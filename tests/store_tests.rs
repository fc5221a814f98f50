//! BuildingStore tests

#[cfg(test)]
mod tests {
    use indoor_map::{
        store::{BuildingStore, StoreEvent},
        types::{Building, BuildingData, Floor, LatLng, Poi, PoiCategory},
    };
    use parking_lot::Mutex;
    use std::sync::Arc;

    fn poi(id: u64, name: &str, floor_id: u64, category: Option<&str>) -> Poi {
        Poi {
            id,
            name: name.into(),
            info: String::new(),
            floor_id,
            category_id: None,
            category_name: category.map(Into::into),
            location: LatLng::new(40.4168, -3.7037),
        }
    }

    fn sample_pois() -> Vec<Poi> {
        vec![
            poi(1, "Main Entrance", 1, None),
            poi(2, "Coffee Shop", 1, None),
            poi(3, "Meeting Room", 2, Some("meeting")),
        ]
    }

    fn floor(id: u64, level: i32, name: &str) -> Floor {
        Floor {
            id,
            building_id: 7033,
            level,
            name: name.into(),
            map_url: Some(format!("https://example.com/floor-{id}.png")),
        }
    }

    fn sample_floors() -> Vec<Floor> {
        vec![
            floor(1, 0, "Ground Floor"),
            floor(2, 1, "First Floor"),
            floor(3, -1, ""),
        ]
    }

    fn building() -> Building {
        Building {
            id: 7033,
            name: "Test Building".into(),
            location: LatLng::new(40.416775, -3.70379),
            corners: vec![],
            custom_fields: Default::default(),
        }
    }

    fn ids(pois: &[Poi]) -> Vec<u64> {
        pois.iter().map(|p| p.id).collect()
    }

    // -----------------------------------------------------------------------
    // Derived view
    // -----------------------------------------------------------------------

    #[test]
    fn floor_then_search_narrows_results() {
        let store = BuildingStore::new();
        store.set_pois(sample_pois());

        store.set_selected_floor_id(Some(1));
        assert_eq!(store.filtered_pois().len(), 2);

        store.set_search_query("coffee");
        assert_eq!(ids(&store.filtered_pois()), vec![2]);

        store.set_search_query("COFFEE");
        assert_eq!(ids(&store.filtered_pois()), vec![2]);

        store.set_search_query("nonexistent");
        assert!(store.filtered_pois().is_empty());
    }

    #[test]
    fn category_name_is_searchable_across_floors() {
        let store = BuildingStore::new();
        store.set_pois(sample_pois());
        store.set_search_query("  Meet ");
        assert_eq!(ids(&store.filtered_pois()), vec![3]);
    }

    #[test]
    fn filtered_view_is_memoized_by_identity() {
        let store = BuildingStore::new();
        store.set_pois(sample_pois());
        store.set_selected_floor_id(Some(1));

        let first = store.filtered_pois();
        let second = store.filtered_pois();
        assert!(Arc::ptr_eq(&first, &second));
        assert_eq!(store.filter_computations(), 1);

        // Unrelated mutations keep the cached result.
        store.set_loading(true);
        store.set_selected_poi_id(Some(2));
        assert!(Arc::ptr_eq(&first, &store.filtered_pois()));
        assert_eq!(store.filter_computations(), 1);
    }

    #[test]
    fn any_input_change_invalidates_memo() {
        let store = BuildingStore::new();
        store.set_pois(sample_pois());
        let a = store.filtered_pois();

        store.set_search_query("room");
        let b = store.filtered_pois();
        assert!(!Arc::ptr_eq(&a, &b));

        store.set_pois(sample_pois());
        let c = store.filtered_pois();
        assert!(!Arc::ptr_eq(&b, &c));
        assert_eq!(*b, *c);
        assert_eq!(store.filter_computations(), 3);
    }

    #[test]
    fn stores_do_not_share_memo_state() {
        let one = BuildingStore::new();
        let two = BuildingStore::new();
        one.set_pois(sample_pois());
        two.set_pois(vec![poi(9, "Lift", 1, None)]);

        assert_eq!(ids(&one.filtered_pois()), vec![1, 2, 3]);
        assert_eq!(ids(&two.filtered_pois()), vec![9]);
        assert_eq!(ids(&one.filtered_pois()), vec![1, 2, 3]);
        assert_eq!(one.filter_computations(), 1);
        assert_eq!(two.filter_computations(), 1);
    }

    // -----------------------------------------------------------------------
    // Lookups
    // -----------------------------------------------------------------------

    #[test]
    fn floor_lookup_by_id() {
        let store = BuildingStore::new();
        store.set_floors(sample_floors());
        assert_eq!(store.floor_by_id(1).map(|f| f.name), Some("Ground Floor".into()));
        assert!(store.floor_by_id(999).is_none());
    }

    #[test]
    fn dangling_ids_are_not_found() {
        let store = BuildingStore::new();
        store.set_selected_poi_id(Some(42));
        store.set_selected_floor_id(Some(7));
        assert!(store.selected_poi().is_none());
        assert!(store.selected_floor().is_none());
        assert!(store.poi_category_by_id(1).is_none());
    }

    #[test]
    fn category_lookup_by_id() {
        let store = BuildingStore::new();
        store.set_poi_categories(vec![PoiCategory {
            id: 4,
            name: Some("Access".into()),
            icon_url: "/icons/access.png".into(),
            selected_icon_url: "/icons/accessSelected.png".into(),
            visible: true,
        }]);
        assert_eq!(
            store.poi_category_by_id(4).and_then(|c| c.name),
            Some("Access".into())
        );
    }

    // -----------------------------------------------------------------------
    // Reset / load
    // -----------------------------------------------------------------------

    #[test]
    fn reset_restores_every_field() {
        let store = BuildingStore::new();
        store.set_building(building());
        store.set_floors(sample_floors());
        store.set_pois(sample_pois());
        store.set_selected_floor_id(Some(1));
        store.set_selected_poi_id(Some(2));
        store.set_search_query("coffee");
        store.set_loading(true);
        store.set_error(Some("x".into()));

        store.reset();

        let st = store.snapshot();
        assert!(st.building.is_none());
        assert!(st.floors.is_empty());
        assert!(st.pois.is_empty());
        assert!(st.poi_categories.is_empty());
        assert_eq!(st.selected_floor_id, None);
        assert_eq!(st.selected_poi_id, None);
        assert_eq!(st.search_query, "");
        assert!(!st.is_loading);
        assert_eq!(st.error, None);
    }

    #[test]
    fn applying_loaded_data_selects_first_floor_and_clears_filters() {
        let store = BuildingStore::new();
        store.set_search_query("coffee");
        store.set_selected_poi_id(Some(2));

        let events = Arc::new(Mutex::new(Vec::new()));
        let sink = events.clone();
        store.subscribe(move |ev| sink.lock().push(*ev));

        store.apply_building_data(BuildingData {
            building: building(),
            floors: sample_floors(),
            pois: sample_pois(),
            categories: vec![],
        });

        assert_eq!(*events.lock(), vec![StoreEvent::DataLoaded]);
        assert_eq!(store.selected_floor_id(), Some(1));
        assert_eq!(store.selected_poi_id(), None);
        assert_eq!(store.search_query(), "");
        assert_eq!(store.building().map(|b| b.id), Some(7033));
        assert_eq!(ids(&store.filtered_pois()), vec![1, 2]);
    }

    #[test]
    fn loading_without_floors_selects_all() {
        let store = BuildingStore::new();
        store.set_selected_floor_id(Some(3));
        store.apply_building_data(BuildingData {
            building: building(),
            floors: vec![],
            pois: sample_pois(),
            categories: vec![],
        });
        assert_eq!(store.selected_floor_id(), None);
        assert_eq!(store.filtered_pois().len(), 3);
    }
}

Description of the task
Repeat the records exactly, leaving out none of them.

Answer for the task
filename tests/store_tests.rs
repository fc5221a814f98f50
//! BuildingStore tests

#[cfg(test)]
mod tests {
    use indoor_map::{
        store::{BuildingStore, StoreEvent},
        types::{Building, BuildingData, Floor, LatLng, Poi, PoiCategory},
    };
    use parking_lot::Mutex;
    use std::sync::Arc;

    fn poi(id: u64, name: &str, floor_id: u64, category: Option<&str>) -> Poi {
        Poi {
            id,
            name: name.into(),
            info: String::new(),
            floor_id,
            category_id: None,
            category_name: category.map(Into::into),
            location: LatLng::new(40.4168, -3.7037),
        }
    }

    fn sample_pois() -> Vec<Poi> {
        vec![
            poi(1, "Main Entrance", 1, None),
            poi(2, "Coffee Shop", 1, None),
            poi(3, "Meeting Room", 2, Some("meeting")),
        ]
    }

    fn floor(id: u64, level: i32, name: &str) -> Floor {
        Floor {
            id,
            building_id: 7033,
            level,
            name: name.into(),
            map_url: Some(format!("https://example.com/floor-{id}.png")),
        }
    }

    fn sample_floors() -> Vec<Floor> {
        vec![
            floor(1, 0, "Ground Floor"),
            floor(2, 1, "First Floor"),
            floor(3, -1, ""),
        ]
    }

    fn building() -> Building {
        Building {
            id: 7033,
            name: "Test Building".into(),
            location: LatLng::new(40.416775, -3.70379),
            corners: vec![],
            custom_fields: Default::default(),
        }
    }

    fn ids(pois: &[Poi]) -> Vec<u64> {
        pois.iter().map(|p| p.id).collect()
    }

    // -----------------------------------------------------------------------
    // Derived view
    // -----------------------------------------------------------------------

    #[test]
    fn floor_then_search_narrows_results() {
        let store = BuildingStore::new();
        store.set_pois(sample_pois());

        store.set_selected_floor_id(Some(1));
        assert_eq!(store.filtered_pois().len(), 2);

        store.set_search_query("coffee");
        assert_eq!(ids(&store.filtered_pois()), vec![2]);

        store.set_search_query("COFFEE");
        assert_eq!(ids(&store.filtered_pois()), vec![2]);

        store.set_search_query("nonexistent");
        assert!(store.filtered_pois().is_empty());
    }

    #[test]
    fn category_name_is_searchable_across_floors() {
        let store = BuildingStore::new();
        store.set_pois(sample_pois());
        store.set_search_query("  Meet ");
        assert_eq!(ids(&store.filtered_pois()), vec![3]);
    }

    #[test]
    fn filtered_view_is_memoized_by_identity() {
        let store = BuildingStore::new();
        store.set_pois(sample_pois());
        store.set_selected_floor_id(Some(1));

        let first = store.filtered_pois();
        let second = store.filtered_pois();
        assert!(Arc::ptr_eq(&first, &second));
        assert_eq!(store.filter_computations(), 1);

        // Unrelated mutations keep the cached result.
        store.set_loading(true);
        store.set_selected_poi_id(Some(2));
        assert!(Arc::ptr_eq(&first, &store.filtered_pois()));
        assert_eq!(store.filter_computations(), 1);
    }

    #[test]
    fn any_input_change_invalidates_memo() {
        let store = BuildingStore::new();
        store.set_pois(sample_pois());
        let a = store.filtered_pois();

        store.set_search_query("room");
        let b = store.filtered_pois();
        assert!(!Arc::ptr_eq(&a, &b));

        store.set_pois(sample_pois());
        let c = store.filtered_pois();
        assert!(!Arc::ptr_eq(&b, &c));
        assert_eq!(*b, *c);
        assert_eq!(store.filter_computations(), 3);
    }

    #[test]
    fn stores_do_not_share_memo_state() {
        let one = BuildingStore::new();
        let two = BuildingStore::new();
        one.set_pois(sample_pois());
        two.set_pois(vec![poi(9, "Lift", 1, None)]);

        assert_eq!(ids(&one.filtered_pois()), vec![1, 2, 3]);
        assert_eq!(ids(&two.filtered_pois()), vec![9]);
        assert_eq!(ids(&one.filtered_pois()), vec![1, 2, 3]);
        assert_eq!(one.filter_computations(), 1);
        assert_eq!(two.filter_computations(), 1);
    }

    // -----------------------------------------------------------------------
    // Lookups
    // -----------------------------------------------------------------------

    #[test]
    fn floor_lookup_by_id() {
        let store = BuildingStore::new();
        store.set_floors(sample_floors());
        assert_eq!(store.floor_by_id(1).map(|f| f.name), Some("Ground Floor".into()));
        assert!(store.floor_by_id(999).is_none());
    }

    #[test]
    fn dangling_ids_are_not_found() {
        let store = BuildingStore::new();
        store.set_selected_poi_id(Some(42));
        store.set_selected_floor_id(Some(7));
        assert!(store.selected_poi().is_none());
        assert!(store.selected_floor().is_none());
        assert!(store.poi_category_by_id(1).is_none());
    }

    #[test]
    fn category_lookup_by_id() {
        let store = BuildingStore::new();
        store.set_poi_categories(vec![PoiCategory {
            id: 4,
            name: Some("Access".into()),
            icon_url: "/icons/access.png".into(),
            selected_icon_url: "/icons/accessSelected.png".into(),
            visible: true,
        }]);
        assert_eq!(
            store.poi_category_by_id(4).and_then(|c| c.name),
            Some("Access".into())
        );
    }

    // -----------------------------------------------------------------------
    // Reset / load
    // -----------------------------------------------------------------------

    #[test]
    fn reset_restores_every_field() {
        let store = BuildingStore::new();
        store.set_building(building());
        store.set_floors(sample_floors());
        store.set_pois(sample_pois());
        store.set_selected_floor_id(Some(1));
        store.set_selected_poi_id(Some(2));
        store.set_search_query("coffee");
        store.set_loading(true);
        store.set_error(Some("x".into()));

        store.reset();

        let st = store.snapshot();
        assert!(st.building.is_none());
        assert!(st.floors.is_empty());
        assert!(st.pois.is_empty());
        assert!(st.poi_categories.is_empty());
        assert_eq!(st.selected_floor_id, None);
        assert_eq!(st.selected_poi_id, None);
        assert_eq!(st.search_query, "");
        assert!(!st.is_loading);
        assert_eq!(st.error, None);
    }

    #[test]
    fn applying_loaded_data_selects_first_floor_and_clears_filters() {
        let store = BuildingStore::new();
        store.set_search_query("coffee");
        store.set_selected_poi_id(Some(2));

        let events = Arc::new(Mutex::new(Vec::new()));
        let sink = events.clone();
        store.subscribe(move |ev| sink.lock().push(*ev));

        store.apply_building_data(BuildingData {
            building: building(),
            floors: sample_floors(),
            pois: sample_pois(),
            categories: vec![],
        });

        assert_eq!(*events.lock(), vec![StoreEvent::DataLoaded]);
        assert_eq!(store.selected_floor_id(), Some(1));
        assert_eq!(store.selected_poi_id(), None);
        assert_eq!(store.search_query(), "");
        assert_eq!(store.building().map(|b| b.id), Some(7033));
        assert_eq!(ids(&store.filtered_pois()), vec![1, 2]);
    }

    #[test]
    fn loading_without_floors_selects_all() {
        let store = BuildingStore::new();
        store.set_selected_floor_id(Some(3));
        store.apply_building_data(BuildingData {
            building: building(),
            floors: vec![],
            pois: sample_pois(),
            categories: vec![],
        });
        assert_eq!(store.selected_floor_id(), None);
        assert_eq!(store.filtered_pois().len(), 3);
    }
}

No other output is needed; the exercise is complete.